◆ **WHAT IS EXPECTED**: Transcribe the lines from the start of the data below through the line with "taken below it.", word for word and nothing more.

==== SUPPLIED RECORDS

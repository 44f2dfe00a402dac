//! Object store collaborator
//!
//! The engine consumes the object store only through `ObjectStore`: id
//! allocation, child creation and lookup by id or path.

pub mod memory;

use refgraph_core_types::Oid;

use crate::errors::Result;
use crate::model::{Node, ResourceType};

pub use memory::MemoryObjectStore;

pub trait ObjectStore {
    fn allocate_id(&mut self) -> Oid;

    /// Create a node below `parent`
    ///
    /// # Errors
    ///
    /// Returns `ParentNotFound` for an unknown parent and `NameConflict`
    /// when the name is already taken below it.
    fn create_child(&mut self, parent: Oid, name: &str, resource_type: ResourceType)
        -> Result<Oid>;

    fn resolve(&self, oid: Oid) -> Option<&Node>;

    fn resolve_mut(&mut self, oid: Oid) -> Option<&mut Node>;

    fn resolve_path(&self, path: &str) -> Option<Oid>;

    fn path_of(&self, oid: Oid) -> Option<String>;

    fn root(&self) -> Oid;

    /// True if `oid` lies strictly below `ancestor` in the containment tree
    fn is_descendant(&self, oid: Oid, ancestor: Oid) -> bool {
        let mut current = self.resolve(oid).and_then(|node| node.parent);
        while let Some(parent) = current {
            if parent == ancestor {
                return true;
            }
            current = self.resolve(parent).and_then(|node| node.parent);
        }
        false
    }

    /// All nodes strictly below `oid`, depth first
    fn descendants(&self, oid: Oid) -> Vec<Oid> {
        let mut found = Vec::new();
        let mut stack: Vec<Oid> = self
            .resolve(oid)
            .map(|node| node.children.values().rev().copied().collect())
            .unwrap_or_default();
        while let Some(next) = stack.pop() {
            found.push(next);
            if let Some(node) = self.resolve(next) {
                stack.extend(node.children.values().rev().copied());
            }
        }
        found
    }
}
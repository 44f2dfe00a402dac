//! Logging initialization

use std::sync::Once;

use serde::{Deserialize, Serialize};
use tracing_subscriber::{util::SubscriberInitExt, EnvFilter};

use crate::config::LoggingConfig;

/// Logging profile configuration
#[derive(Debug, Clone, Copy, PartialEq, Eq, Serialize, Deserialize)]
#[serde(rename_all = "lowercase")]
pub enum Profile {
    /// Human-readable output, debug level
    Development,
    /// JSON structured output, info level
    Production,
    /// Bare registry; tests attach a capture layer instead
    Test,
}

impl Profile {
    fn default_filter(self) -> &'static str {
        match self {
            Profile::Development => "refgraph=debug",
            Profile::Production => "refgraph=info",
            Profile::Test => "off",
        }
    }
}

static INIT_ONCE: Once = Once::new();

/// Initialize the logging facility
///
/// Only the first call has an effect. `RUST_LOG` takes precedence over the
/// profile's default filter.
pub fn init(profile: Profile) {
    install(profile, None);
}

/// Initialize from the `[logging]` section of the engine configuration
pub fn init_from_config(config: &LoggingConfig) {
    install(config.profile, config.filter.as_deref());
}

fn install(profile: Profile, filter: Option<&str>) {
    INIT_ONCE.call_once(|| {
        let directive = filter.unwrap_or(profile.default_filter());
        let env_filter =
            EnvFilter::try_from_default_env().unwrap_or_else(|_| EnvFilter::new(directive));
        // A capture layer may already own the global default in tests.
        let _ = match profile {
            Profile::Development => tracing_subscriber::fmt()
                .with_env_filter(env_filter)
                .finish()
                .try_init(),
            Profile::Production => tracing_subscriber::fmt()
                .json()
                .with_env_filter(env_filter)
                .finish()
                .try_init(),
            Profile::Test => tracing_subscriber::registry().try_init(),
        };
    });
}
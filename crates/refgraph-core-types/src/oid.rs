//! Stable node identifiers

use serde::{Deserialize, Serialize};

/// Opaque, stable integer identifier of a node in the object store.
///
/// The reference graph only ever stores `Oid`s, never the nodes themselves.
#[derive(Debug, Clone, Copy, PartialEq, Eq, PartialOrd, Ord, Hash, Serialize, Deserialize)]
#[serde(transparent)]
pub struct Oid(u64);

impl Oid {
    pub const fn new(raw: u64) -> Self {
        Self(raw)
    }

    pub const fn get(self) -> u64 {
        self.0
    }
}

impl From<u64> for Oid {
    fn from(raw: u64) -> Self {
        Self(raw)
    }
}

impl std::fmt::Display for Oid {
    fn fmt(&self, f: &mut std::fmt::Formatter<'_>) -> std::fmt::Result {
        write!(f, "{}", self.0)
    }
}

========

◆ **EXERCISE RESPONSE**:
repository 44f2dfe00a402dac
//! Object store collaborator
//!
//! The engine consumes the object store only through `ObjectStore`: id
//! allocation, child creation and lookup by id or path.

pub mod memory;

use refgraph_core_types::Oid;

use crate::errors::Result;
use crate::model::{Node, ResourceType};

pub use memory::MemoryObjectStore;

pub trait ObjectStore {
    fn allocate_id(&mut self) -> Oid;

    /// Create a node below `parent`
    ///
    /// # Errors
    ///
    /// Returns `ParentNotFound` for an unknown parent and `NameConflict`
    /// when the name is already taken below it.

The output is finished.